On 15 June 1916, she married Danish aristocrat and diplomat Jørgen Adalbert Wichfeld (16 August 1885 - 30 July 1966), the Secretary of the Danish Legation to London. Wichfeld and her husband moved to his Engestofte Estate in Maribo Denmark, where she became a Danish citizen and had three children: Ivan (1919), Varinka (1922) and Viggo (1924).  During this time, she became friends and lovers with  Kurt Heinrich Eberhard Erdmann Georg von Haugwitz-Hardenberg-Reventlow who lived in neighbouring Hardenberg Manor. The relationship with Reventlow would continue for nine years. Jørgen Wichfield was aware of the relationship and unconcerned with it, naming Reventlow as Varinka's godfather. When the relationship ended, Reventlow went on to marry Barbara Hutton.

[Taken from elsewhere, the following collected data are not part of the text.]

impl Controller {
    pub fn new(provider: Arc<dyn Provider>, settings: ControllerSettings) -> Self {
        Self {
            provider,
            settings,
            sink: BestEffortSink::noop(),
        }
    }

    /// Send trace records to `sink`. Sink failures never reach the run.
    pub fn with_trace_sink(mut self, sink: Arc<dyn TraceSink>) -> Self {
        self.sink = BestEffortSink::new(sink);
        self
    }

    pub fn settings(&self) -> &ControllerSettings {
        &self.settings
    }

    /// Run to a terminal state without observing steps.
    pub async fn run(&self, request: RunRequest) -> Result<RunReport, RunError> {
        self.run_observed(request, &mut NoopObserver).await
    }

    /// Run to a terminal state, handing each committed step to `observer`.
    pub async fn run_observed<O>(
        &self,
        request: RunRequest,
        observer: &mut O,
    ) -> Result<RunReport, RunError>
    where
        O: RunObserver + ?Sized,
    {
        let thread_id = request
            .thread_id
            .clone()
            .unwrap_or_else(|| uuid::Uuid::new_v4().to_string());
        let mut state = RunState::new(thread_id);

        info!(
            thread_id = %state.thread_id,
            provider = %self.provider.name(),
            model = %self.settings.model,
            max_iterations = request.max_iterations,
            capabilities = request.tools.len(),
            "Run starting"
        );
        self.trace(
            &state.thread_id,
            TraceEvent::RunStarted {
                max_iterations: request.max_iterations,
                capabilities: request.tools.names().iter().map(|s| s.to_string()).collect(),
                metadata: request.metadata.clone(),
            },
        );

        let system = prompt::system_prompt(request.system_prompt.as_deref(), &request.tools);

        for iteration in 1..=request.max_iterations {
            debug!(thread_id = %state.thread_id, iteration, "Cycle starting");

            let generation = match self
                .generate(&mut state, &system, &request, iteration)
                .await
            {
                Ok(generation) => generation,
                Err(source) => {
                    warn!(thread_id = %state.thread_id, iteration, error = %source, "Provider failed");
                    let report = self.finish(
                        state,
                        Outcome::Failed {
                            reason: source.to_string(),
                        },
                        None,
                    );
                    return Err(RunError::Provider {
                        source,
                        report: Box::new(report),
                    });
                }
            };

            let content = generation.content;
            let decision = match decision::parse(&content) {
                Ok(decision) => decision,
                Err(reason) => {
                    warn!(thread_id = %state.thread_id, iteration, %reason, "Unparsable model response");
                    self.trace(
                        &state.thread_id,
                        TraceEvent::ParseFailure {
                            iteration,
                            reason: reason.clone(),
                        },
                    );
                    let raw = truncate_chars(content.trim(), RAW_THOUGHT_CHARS, TRUNCATION_MARKER);
                    if !raw.is_empty() {
                        self.commit(&mut state, observer, Step::thought(iteration, raw))
                            .await?;
                    }
                    let note = format!(
                        "Error: your response could not be used ({reason}). Respond with a single JSON object containing either an action or a final_answer."
                    );
                    self.commit(&mut state, observer, Step::observation(iteration, note))
                        .await?;
                    state.iterations = iteration;
                    continue;
                }
            };

            if let Some(thought) = decision.thought() {
                self.commit(&mut state, observer, Step::thought(iteration, thought))
                    .await?;
            }

            match decision {
                Decision::Final { answer, .. } => {
                    state.iterations = iteration;
                    let report = self.finish(state, Outcome::Answer, Some(answer));
                    return Ok(report);
                }
                Decision::Invoke { tool, args, .. } => {
                    let action_args = match &args {
                        Value::Object(map) => map.clone(),
                        _ => serde_json::Map::new(),
                    };
                    self.commit(&mut state, observer, Step::action(iteration, &tool, action_args))
                        .await?;

                    let text = self.act(&mut state, &request, &tool, args).await;
                    let text = truncate_chars(
                        &text,
                        self.settings.observation_max_chars,
                        TRUNCATION_MARKER,
                    );
                    self.commit(&mut state, observer, Step::observation(iteration, text))
                        .await?;
                    state.iterations = iteration;
                }
            }
        }

        warn!(
            thread_id = %state.thread_id,
            max_iterations = request.max_iterations,
            "Iteration budget exhausted without a final answer"
        );
        Ok(self.finish(state, Outcome::Exhausted, None))
    }

    async fn generate(
        &self,
        state: &mut RunState,
        system: &str,
        request: &RunRequest,
        iteration: u32,
    ) -> Result<caduceus_core::Generation, ProviderError> {
        let generate_request = GenerateRequest {
            system: Some(system.to_string()),
            prompt: prompt::cycle_prompt(
                &request.prompt,
                &state.transcript,
                iteration,
                request.max_iterations,
            ),
            options: self.settings.generate_options(),
        };

        let started = Instant::now();
        let result = self.provider.generate(generate_request).await;
        let duration_ms = started.elapsed().as_millis() as u64;

        self.trace(
            &state.thread_id,
            TraceEvent::ModelCall {
                model: result
                    .as_ref()
                    .map(|g| g.model.clone())
                    .ok()
                    .filter(|m| !m.is_empty())
                    .unwrap_or_else(|| self.settings.model.clone()),
                duration_ms,
                usage: result.as_ref().ok().and_then(|g| g.usage),
                success: result.is_ok(),
            },
        );

        let generation = result?;
        state.model_calls += 1;
        if let Some(usage) = &generation.usage {
            state.usage.accumulate(usage);
        }
        Ok(generation)
    }

    /// Resolve and invoke one capability. Always yields observation text.
    async fn act(
        &self,
        state: &mut RunState,
        request: &RunRequest,
        tool: &str,
        args: Value,
    ) -> String {
        let result = match Self::resolve(request, tool, args) {
            Ok((capability, args)) => {
                state.record_tool(tool);
                let started = Instant::now();
                let result = self.invoke(capability, args).await;
                self.trace(
                    &state.thread_id,
                    TraceEvent::CapabilityCall {
                        name: tool.to_string(),
                        duration_ms: started.elapsed().as_millis() as u64,
                        success: result.is_ok(),
                    },
                );
                result
            }
            Err(e) => Err(e),
        };

        match result {
            Ok(Value::String(text)) => text,
            Ok(value) => value.to_string(),
            Err(e) => {
                warn!(thread_id = %state.thread_id, %tool, error = %e, "Capability call failed");
                format!("Error: {e}")
            }
        }
    }

    /// Look up `tool` and check `args` against its schema.
    fn resolve<'r>(
        request: &'r RunRequest,
        tool: &str,
        args: Value,
    ) -> Result<(&'r Capability, ToolArgs), CapabilityError> {
        let Some(capability) = request.tools.get(tool) else {
            let available = request.tools.names();
            return Err(CapabilityError::NotFound {
                name: tool.to_string(),
                available: if available.is_empty() {
                    "none".to_string()
                } else {
                    available.join(", ")
                },
            });
        };
        let args = ToolArgs::from_value(args)?;
        capability.validate(&args)?;
        Ok((capability, args))
    }

    /// Run the handler under a timeout with panics caught.
    async fn invoke(&self, capability: &Capability, args: ToolArgs) -> Result<Value, CapabilityError> {
        let call = AssertUnwindSafe(capability.invoke(args)).catch_unwind();
        match tokio::time::timeout(self.settings.capability_timeout, call).await {
            Err(_) => Err(CapabilityError::Timeout {
                name: capability.name().to_string(),
                timeout_secs: self.settings.capability_timeout.as_secs(),
            }),
            Ok(Err(panic)) => Err(CapabilityError::Panicked(panic_message(panic.as_ref()))),
            Ok(Ok(result)) => result,
        }
    }

    /// Append a step and hand it to the observer.
    async fn commit<O>(
        &self,
        state: &mut RunState,
        observer: &mut O,
        step: Step,
    ) -> Result<(), RunError>
    where
        O: RunObserver + ?Sized,
    {
        let delivered = observer.on_step(&step).await;
        state.transcript.push(step);
        if let Err(source) = delivered {
            warn!(thread_id = %state.thread_id, error = %source, "Observer rejected step; stopping run");
            let report = self.finish(
                state.clone(),
                Outcome::Failed {
                    reason: source.to_string(),
                },
                None,
            );
            return Err(RunError::Transport {
                source,
                report: Box::new(report),
            });
        }
        Ok(())
    }

    fn finish(&self, state: RunState, outcome: Outcome, answer: Option<String>) -> RunReport {
        info!(
            thread_id = %state.thread_id,
            outcome = outcome.label(),
            iterations = state.iterations,
            steps = state.transcript.len(),
            tools_used = state.tools_used.len(),
            "Run finished"
        );
        self.trace(
            &state.thread_id,
            TraceEvent::RunFinished {
                outcome: outcome.label().to_string(),
                iterations: state.iterations,
            },
        );

        RunReport {
            reasoning_trace: state.transcript.render(),
            thread_id: state.thread_id,
            outcome,
            answer,
            steps: state.transcript.into_steps(),
            iterations: state.iterations,
            tools_used: state.tools_used,
            usage: state.usage,
            model_calls: state.model_calls,
        }
    }

    fn trace(&self, thread_id: &str, event: TraceEvent) {
        self.sink.record(TraceRecord::new(thread_id, event));
    }
}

The 1920s Danish tax reforms created a decline in the family's financial status, and the Wichfelds moved to Campo dei Fiori, a house owned by Wichfeld's mother in Rapallo on the Italian Riviera. Wichfeld travelled widely in Europe during this time and socialized with many notable people of the era, including Noël Coward, Clementine Churchill and Tallulah Bankhead. As The Great Depression came to Europe, the family fell further in decline, and Wichfeld took matters into her own hands. She moved alone to Paris to develop a custom line of beauty products, including a Coco Channel-based essence, a fingernail protectant called No-Crax, as well as a profitable line of jewelry which reinvigorated the family's financial standing.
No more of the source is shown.